Рогов отхлебнул чай и задумался, поглаживая чашку. Задумался о странностях жизни. Эта девушка учит пастуха, который сам бы мог поучить иного ученого. Укоряет его непослушанием и проверяет его тетрадки, тогда как все бытие его – сплошная проверка знаний и уменья жить среди трудностей почти немыслимых. И справедливо ли вообще ценить человека по знаниям, которые расписаны в школьных программах? Тогда этого пастуха надо назвать малограмотным. А между тем о его жизни и опыте надо писать книги. Что из того, что, кочуя по тундре, он не научился бегло читать буквы? Он научился читать тундру, и его уменье нужно всем, кто идет в тундру. Есть природная образованность и воспитанность, которые не ниже приобретенных в школе. Нет, не ниже.
Вот пришлось бы обдумывать будущее оленеводства: пастбища, пути касланий, размеры стад, техника для пастухов... С кем бы Рогов стал советоваться? Со многими учеными, биологами, инженерами. Но прежде все-таки с Никифором Даниловичем. Да, с ним. Рогов перебирал в памяти авторитеты, освященные званиями и известностью, но не мог найти никого, кто бы практически так же цельно и всеохватно знал оленеводство, как этот пастух.
Конечно, ценность человека в самом человеке. Звания могут подчеркнуть достоинства, но придать достоинств звания не могут. Достоинства независимы от званий, они – сам человек.
Чай кончился, теперь гостям – отдыхать, хозяевам – за дела. Марфа Ивановна распустила завязки, придерживавшие полог, и та часть чума, где постелены шкуры, превратилась в спальню.

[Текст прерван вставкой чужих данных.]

//! Plan types.
//!
//! A plan is an ordered sequence of actions reconciling provisioned state
//! with the current declarations. Every action appears after all actions it
//! depends on; no-op resources are retained for visibility but excluded from
//! the executable sequence.

use chrono::{DateTime, Utc};
use serde::Serialize;

/// Types of actions in a plan.
#[derive(Debug, Clone, Copy, PartialEq, Eq, Serialize)]
#[serde(rename_all = "lowercase")]
pub enum ActionType {
    /// Provision a new resource.
    Create,
    /// Update an existing resource in place.
    Update,
    /// Tear down a resource.
    Delete,
}

/// A single property difference.
#[derive(Debug, Clone, Serialize)]
pub struct PropertyChange {
    /// Property key.
    pub key: String,
    /// Previous value, if any.
    pub old: Option<serde_json::Value>,
    /// Desired value, if any.
    pub new: Option<serde_json::Value>,
}

/// A single planned action.
#[derive(Debug, Clone, Serialize)]
pub struct PlanAction {
    /// Action type.
    pub action_type: ActionType,
    /// Logical name of the resource.
    pub name: String,
    /// Resource kind tag.
    pub kind: String,
    /// Reason for this action.
    pub reason: String,
    /// Provider-assigned identifier (for delete/update).
    pub physical_id: Option<String>,
    /// Property-level diff (empty for pure deletes).
    pub changes: Vec<PropertyChange>,
    /// True if this action is one half of a replacement
    /// (delete-then-create of the same logical name).
    pub part_of_replacement: bool,
}

/// A complete plan for one run.
#[derive(Debug, Serialize)]
pub struct Plan {
    /// When the plan was created.
    pub created_at: DateTime<Utc>,
    /// Configuration hash this plan is based on.
    pub config_hash: String,
    /// Executable actions in dependency order.
    pub actions: Vec<PlanAction>,
    /// Logical names with no changes (excluded from execution).
    pub unchanged: Vec<String>,
}

impl Plan {
    /// Creates an empty plan (no changes needed).
    #[must_use]
    pub fn empty(config_hash: &str) -> Self {
        Self {
            created_at: Utc::now(),
            config_hash: config_hash.to_string(),
            actions: vec![],
            unchanged: vec![],
        }
    }

    /// Returns true if the plan has no executable actions.
    #[must_use]
    pub fn is_empty(&self) -> bool {
        self.actions.is_empty()
    }

    /// Returns the number of executable actions.
    #[must_use]
    pub fn action_count(&self) -> usize {
        self.actions.len()
    }

    /// Returns the number of create actions.
    #[must_use]
    pub fn create_count(&self) -> usize {
        self.count(ActionType::Create)
    }

    /// Returns the number of update actions.
    #[must_use]
    pub fn update_count(&self) -> usize {
        self.count(ActionType::Update)
    }

    /// Returns the number of delete actions.
    #[must_use]
    pub fn delete_count(&self) -> usize {
        self.count(ActionType::Delete)
    }

    fn count(&self, action_type: ActionType) -> usize {
        self.actions
            .iter()
            .filter(|a| a.action_type == action_type)
            .count()
    }
}

impl PlanAction {
    /// Returns a human-readable description of the action.
    #[must_use]
    pub fn description(&self) -> String {
        match self.action_type {
            ActionType::Create => format!("Create {} '{}'", self.kind, self.name),
            ActionType::Update => format!("Update {} '{}'", self.kind, self.name),
            ActionType::Delete => format!("Delete {} '{}'", self.kind, self.name),
        }
    }
}

impl std::fmt::Display for ActionType {
    fn fmt(&self, f: &mut std::fmt::Formatter<'_>) -> std::fmt::Result {
        let s = match self {
            Self::Create => "create",
            Self::Update => "update",
            Self::Delete => "delete",
        };
        write!(f, "{s}")
    }
}

impl std::fmt::Display for PlanAction {
    fn fmt(&self, f: &mut std::fmt::Formatter<'_>) -> std::fmt::Result {
        write!(f, "{} {}", self.action_type, self.name)?;
        if !self.reason.is_empty() {
            write!(f, " ({})", self.reason)?;
        }
        Ok(())
    }
}

impl std::fmt::Display for Plan {
    fn fmt(&self, f: &mut std::fmt::Formatter<'_>) -> std::fmt::Result {
        if self.actions.is_empty() {
            return write!(f, "No changes required");
        }

        writeln!(
            f,
            "Plan: {} to create, {} to update, {} to delete, {} unchanged",
            self.create_count(),
            self.update_count(),
            self.delete_count(),
            self.unchanged.len()
        )?;
        for (i, action) in self.actions.iter().enumerate() {
            writeln!(f, "  {}. {action}", i + 1)?;
        }

        Ok(())
    }
}
//! Capability interface for provider resource operations.
//!
//! A [`ResourceHandler`] implements the create/read/update/delete/status
//! operations for one resource kind. The executor is agnostic to how a
//! handler talks to its provider; it only relies on this trait and on the
//! status query for stabilization waits.

use async_trait::async_trait;
use serde::{Deserialize, Serialize};

use crate::error::Result;

/// A provisioned resource as reported by the provider.
#[derive(Debug, Clone, Serialize, Deserialize)]
pub struct PhysicalResource {
    /// Provider-assigned identifier.
    pub id: String,
    /// Output attributes (e.g. a database's generated address).
    #[serde(default)]
    pub outputs: serde_json::Map<String, serde_json::Value>,
    /// Current lifecycle status.
    pub status: ResourceStatus,
}

/// Lifecycle status of a physical resource.
#[derive(Debug, Clone, Copy, Serialize, Deserialize, PartialEq, Eq)]
#[serde(rename_all = "lowercase")]
pub enum ResourceStatus {
    /// The resource is transitioning toward its target state.
    Pending,
    /// The resource has stabilized and is operational.
    Ready,
    /// The resource entered a terminal failed state.
    Failed,
    /// The resource is being torn down.
    Deleting,
    /// The resource no longer exists.
    Gone,
}

impl ResourceStatus {
    /// Returns true if the status is terminal for a create/update wait.
    #[must_use]
    pub const fn is_settled(self) -> bool {
        matches!(self, Self::Ready | Self::Failed | Self::Gone)
    }
}

impl std::fmt::Display for ResourceStatus {
    fn fmt(&self, f: &mut std::fmt::Formatter<'_>) -> std::fmt::Result {
        let s = match self {
            Self::Pending => "pending",
            Self::Ready => "ready",
            Self::Failed => "failed",
            Self::Deleting => "deleting",
            Self::Gone => "gone",
        };
        write!(f, "{s}")
    }
}

/// Capability interface implemented once per resource kind tag.
#[async_trait]
pub trait ResourceHandler: Send + Sync {
    /// The kind tag this handler serves.
    fn kind(&self) -> &str;

    /// Creates a resource with the given resolved properties.
    async fn create(
        &self,
        name: &str,
        properties: &serde_json::Map<String, serde_json::Value>,
    ) -> Result<PhysicalResource>;

    /// Updates an existing resource in place.
    async fn update(
        &self,
        physical_id: &str,
        properties: &serde_json::Map<String, serde_json::Value>,
    ) -> Result<PhysicalResource>;

    /// Deletes a resource. Deleting an already-gone resource succeeds.
    async fn delete(&self, physical_id: &str) -> Result<()>;

    /// Reads a resource, returning `None` if it does not exist.
    async fn read(&self, physical_id: &str) -> Result<Option<PhysicalResource>>;

    /// Queries the lifecycle status, used for stabilization waits.
    async fn status(&self, physical_id: &str) -> Result<ResourceStatus>;
}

За пологом такой уют и покой, что глаза слипаются сами. Едва коснется подушки голова, летишь в сладкий праздничный сон. Спишь, не ведая времени, каждой клеточкой впитывая тишину, вдыхая пряность трав и дотлевающих углей. Спишь, сколько влезет. Спишь за полдень.
Просыпаешься от странных звуков, подкатившихся к чуму, – то ли кряканье, то ли хрюканье... И еще слышится дробное металлическое постукивание – словно пересыпают стальные шарики подшипников. Спросонья никак не можешь связать эти звуки вместе, они рассыпаются, живут порознь. Откуда тут утки и свиньи, почему вдруг подшипники? Все начинает казаться продолжением сна. Только лай собаки и чей-то далекий голос возвращают к действительности.
Петя открыл глаза. На линялом пологе ярким пятном горел солнечный луч, заглянувший через вершину чума. Из-за этого луча шкуры и подушки и даже похрапывающий рядом Валентин Семеныч – все нереальное, игрушечное. Наверное, потому, что вспомнилось детство – как с сестрой накрывали старым одеялом два стула и устраивали кукольный дом. Солнце точно так же просвечивало его красным пятном.
Это смутное, давнее ощущение кукольного уюта, которое бывает только в детстве, – ощущение полного покоя, не омраченного ничем, охватило Петю, и он полежал еще несколько минут, закрыв глаза.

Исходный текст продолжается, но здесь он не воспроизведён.